Lord Williams of Elvel: I am grateful in general to the noble Viscount for his long response. These are matters of extreme anxiety to employees and staff of the various organisations which will be gathered together in the agency. I hope that I shall not be impertinent if I say to the Minister that I was not the originator of the amendments, they come from trade unions involved who are interested in what the noble Viscount says. I believe that they will wish to study carefully what he said this evening.

I join the noble Lord, Lord Crickhowell, in saying that the trade unions involved will wish to have a definitive response by the time the Bill receives its Royal Assent, or before, so that they know where they stand. Having expressed my gratitude to the noble Viscount for his full and comprehensive reply to the amendments, I beg leave to withdraw Amendment No. 13A.
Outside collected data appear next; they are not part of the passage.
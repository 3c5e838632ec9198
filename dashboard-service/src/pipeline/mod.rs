use std::{pin::Pin, sync::Arc};

use futures::{Stream, StreamExt};

#[derive(Debug, Clone)]
pub struct Envelope<T> {
    pub payload: T,
}

impl<T> Envelope<T> {
    pub fn new(payload: T) -> Self {
        Self { payload }
    }
}

#[derive(thiserror::Error, Debug)]
pub enum PipelineError {
    #[error("source error: {0}")]
    Source(String),
    #[error("transform error: {0}")]
    Transform(String),
}

pub type EnvelopeStream<T> = Pin<Box<dyn Stream<Item = Result<Envelope<T>, PipelineError>> + Send>>;

#[async_trait::async_trait]
pub trait Source<T>: Send + Sync {
    async fn stream(&self) -> EnvelopeStream<T>;
}

#[async_trait::async_trait]
pub trait Transform<I, O>: Send + Sync {
    async fn apply(&self, input: Envelope<I>) -> Result<Envelope<O>, PipelineError>;
}

#[async_trait::async_trait]
pub trait Sink<T>: Send + Sync {
    async fn run<S>(&self, input: S) -> Result<(), PipelineError>
    where
        S: Stream<Item = Result<Envelope<T>, PipelineError>> + Send + Unpin + 'static;
}

pub struct Pipeline<S, T, K> {
    pub source: S,
    pub transforms: Vec<Arc<dyn Transform<T, T> + Send + Sync>>, // same-type transforms chain
    pub sink: K,
}

impl<T, S, K> Pipeline<S, T, K>
where
    T: Send + 'static,
    S: Source<T> + Send + Sync + 'static,
    K: Sink<T> + Send + Sync + 'static,
{
    /// Drive the source through every transform into the sink, handing the
    /// sink back so callers can take what it collected.
    pub async fn run(self) -> Result<K, PipelineError> {
        let mut stream = self.source.stream().await;

        for t in self.transforms {
            stream = Box::pin(stream.then(move |item| {
                let t_inner = t.clone();
                async move {
                    match item {
                        Ok(env) => t_inner.apply(env).await,
                        Err(e) => Err(e),
                    }
                }
            }));
        }

        self.sink.run(stream).await?;
        Ok(self.sink)
    }
}

#[cfg(test)]
mod tests {
    use super::*;
    use crate::sinks::CollectSink;

    struct VecSource(Vec<i64>);

    #[async_trait::async_trait]
    impl Source<i64> for VecSource {
        async fn stream(&self) -> EnvelopeStream<i64> {
            let items: Vec<Result<Envelope<i64>, PipelineError>> =
                self.0.iter().copied().map(|v| Ok(Envelope::new(v))).collect();
            Box::pin(futures::stream::iter(items))
        }
    }

    struct Double;

    #[async_trait::async_trait]
    impl Transform<i64, i64> for Double {
        async fn apply(&self, input: Envelope<i64>) -> Result<Envelope<i64>, PipelineError> {
            Ok(Envelope::new(input.payload * 2))
        }
    }

    struct RejectNegative;

    #[async_trait::async_trait]
    impl Transform<i64, i64> for RejectNegative {
        async fn apply(&self, input: Envelope<i64>) -> Result<Envelope<i64>, PipelineError> {
            if input.payload < 0 {
                return Err(PipelineError::Transform("negative".to_string()));
            }
            Ok(input)
        }
    }

    #[tokio::test]
    async fn transforms_apply_in_order() {
        let pipeline: Pipeline<_, i64, _> = Pipeline {
            source: VecSource(vec![1, 2, 3]),
            transforms: vec![Arc::new(Double), Arc::new(Double)],
            sink: CollectSink::new(),
        };
        let sink = pipeline.run().await.unwrap();
        assert_eq!(sink.into_payloads(), vec![4, 8, 12]);
    }

    #[tokio::test]
    async fn first_error_fails_the_run() {
        let pipeline: Pipeline<_, i64, _> = Pipeline {
            source: VecSource(vec![1, -2, 3]),
            transforms: vec![Arc::new(RejectNegative)],
            sink: CollectSink::new(),
        };
        let err = pipeline.run().await.err().unwrap();
        assert!(matches!(err, PipelineError::Transform(_)));
    }
}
Amendment, by leave, withdrawn.

[Amendments Nos. 13B to 15 not moved.]

Baroness Hilton of Eggardon moved Amendment No. 16:

Page 114, line 33, at end insert:

("Responsibility for enforcement

6A.—(1) The Secretary of State shall make regulations enabling responsibility for enforcing any of the relevant statutory provisions to be to such extent as may be determined under the regulations,—
(a) transferred from the Agency to local authorities or from local authorities to the Agency, or
(b) assigned to the Agency or to local authorities for the purpose of removing any uncertainty as to what are by virtue of this subsection their respective responsibilities for the enforcement of those provisions;
and any regulations made in pursuance of this paragraph shall include provision for securing that any transfer or assignment effected under the regulations is brought to the notice of persons affected by it.
(2) It shall be the duty of every local authority
(a) to make adequate arrangements for the enforcement within their area of the relevant statutory provisions to the extent that they are by any of those provisions or by regulations under sub-paragraph (1) above made responsible for their enforcement; and
(b) to perform the duty imposed on them by sub-paragraph (1) above and any other functions conferred on them by any of the relevant statutory provisions in accordance with such guidance as the Agency may give them.").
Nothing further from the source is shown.